# DATA LISTING:
──────────

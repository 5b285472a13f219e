//! Error types for DynamoDB operations.
//!
//! SDK errors are kept as-is so callers can match on the service's typed
//! exceptions.

use aws_sdk_dynamodb::config::http::HttpResponse;
use aws_sdk_dynamodb::error::{BuildError, DisplayErrorContext, SdkError};
use aws_sdk_dynamodb::operation::batch_write_item::BatchWriteItemError;
use aws_sdk_dynamodb::operation::create_table::CreateTableError;
use aws_sdk_dynamodb::operation::delete_item::DeleteItemError;
use aws_sdk_dynamodb::operation::delete_table::DeleteTableError;
use aws_sdk_dynamodb::operation::describe_table::DescribeTableError;
use aws_sdk_dynamodb::operation::get_item::GetItemError;
use aws_sdk_dynamodb::operation::put_item::PutItemError;
use aws_sdk_dynamodb::operation::query::QueryError;
use aws_sdk_dynamodb::operation::scan::ScanError;
use aws_sdk_dynamodb::operation::update_item::UpdateItemError;
use thiserror::Error;

/// Result type alias for tablekit operations.
pub type Result<T> = std::result::Result<T, Error>;

/// Errors that can occur during table operations.
#[derive(Error, Debug)]
pub enum Error {
    #[error("Invalid request: {0}")]
    Build(#[from] BuildError),

    #[error("CreateTable failed: {}", DisplayErrorContext(.0))]
    CreateTable(#[from] SdkError<CreateTableError, HttpResponse>),

    #[error("DescribeTable failed: {}", DisplayErrorContext(.0))]
    DescribeTable(#[from] SdkError<DescribeTableError, HttpResponse>),

    #[error("DeleteTable failed: {}", DisplayErrorContext(.0))]
    DeleteTable(#[from] SdkError<DeleteTableError, HttpResponse>),

    #[error("BatchWriteItem failed: {}", DisplayErrorContext(.0))]
    BatchWriteItem(#[from] SdkError<BatchWriteItemError, HttpResponse>),

    #[error("Scan failed: {}", DisplayErrorContext(.0))]
    Scan(#[from] SdkError<ScanError, HttpResponse>),

    #[error("Query failed: {}", DisplayErrorContext(.0))]
    Query(#[from] SdkError<QueryError, HttpResponse>),

    #[error("GetItem failed: {}", DisplayErrorContext(.0))]
    GetItem(#[from] SdkError<GetItemError, HttpResponse>),

    #[error("Timeout waiting for table '{table_name}' to become active")]
    TableActivationTimeout { table_name: String },

    #[error("Timeout waiting for table '{table_name}' to finish deleting")]
    TableDeletionTimeout { table_name: String },
}

impl Error {
    /// The service refused to create a table because it already exists.
    pub fn is_table_already_exists(&self) -> bool {
        match self {
            Error::CreateTable(err) => err
                .as_service_error()
                .is_some_and(|e| e.is_resource_in_use_exception()),
            _ => false,
        }
    }

    /// The operation targeted a table that does not exist.
    pub fn is_table_not_found(&self) -> bool {
        match self {
            Error::DescribeTable(err) => err
                .as_service_error()
                .is_some_and(|e| e.is_resource_not_found_exception()),
            Error::DeleteTable(err) => err
                .as_service_error()
                .is_some_and(|e| e.is_resource_not_found_exception()),
            Error::BatchWriteItem(err) => err
                .as_service_error()
                .is_some_and(|e| e.is_resource_not_found_exception()),
            Error::Scan(err) => err
                .as_service_error()
                .is_some_and(|e| e.is_resource_not_found_exception()),
            Error::Query(err) => err
                .as_service_error()
                .is_some_and(|e| e.is_resource_not_found_exception()),
            Error::GetItem(err) => err
                .as_service_error()
                .is_some_and(|e| e.is_resource_not_found_exception()),
            _ => false,
        }
    }
}

/// Recognises a rejected conditional write on the raw SDK error.
pub trait ConditionalCheck {
    fn is_conditional_check_failed(&self) -> bool;
}

impl ConditionalCheck for SdkError<UpdateItemError, HttpResponse> {
    fn is_conditional_check_failed(&self) -> bool {
        self.as_service_error()
            .is_some_and(|e| e.is_conditional_check_failed_exception())
    }
}

impl ConditionalCheck for SdkError<PutItemError, HttpResponse> {
    fn is_conditional_check_failed(&self) -> bool {
        self.as_service_error()
            .is_some_and(|e| e.is_conditional_check_failed_exception())
    }
}

impl ConditionalCheck for SdkError<DeleteItemError, HttpResponse> {
    fn is_conditional_check_failed(&self) -> bool {
        self.as_service_error()
            .is_some_and(|e| e.is_conditional_check_failed_exception())
    }
}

──────────

# INSTRUCTIONS FOR THE TASK:
Repeat, word for word, the lines from the start of the records to the line that contains "use aws_sdk_dynamodb::operation::delete_table::DeleteTableError;", both of them included, and no others.

# RESULT OF THE TASK:
repository 5b285472a13f219e
//! Error types for DynamoDB operations.
//!
//! SDK errors are kept as-is so callers can match on the service's typed
//! exceptions.

use aws_sdk_dynamodb::config::http::HttpResponse;
use aws_sdk_dynamodb::error::{BuildError, DisplayErrorContext, SdkError};
use aws_sdk_dynamodb::operation::batch_write_item::BatchWriteItemError;
use aws_sdk_dynamodb::operation::create_table::CreateTableError;
use aws_sdk_dynamodb::operation::delete_item::DeleteItemError;
use aws_sdk_dynamodb::operation::delete_table::DeleteTableError;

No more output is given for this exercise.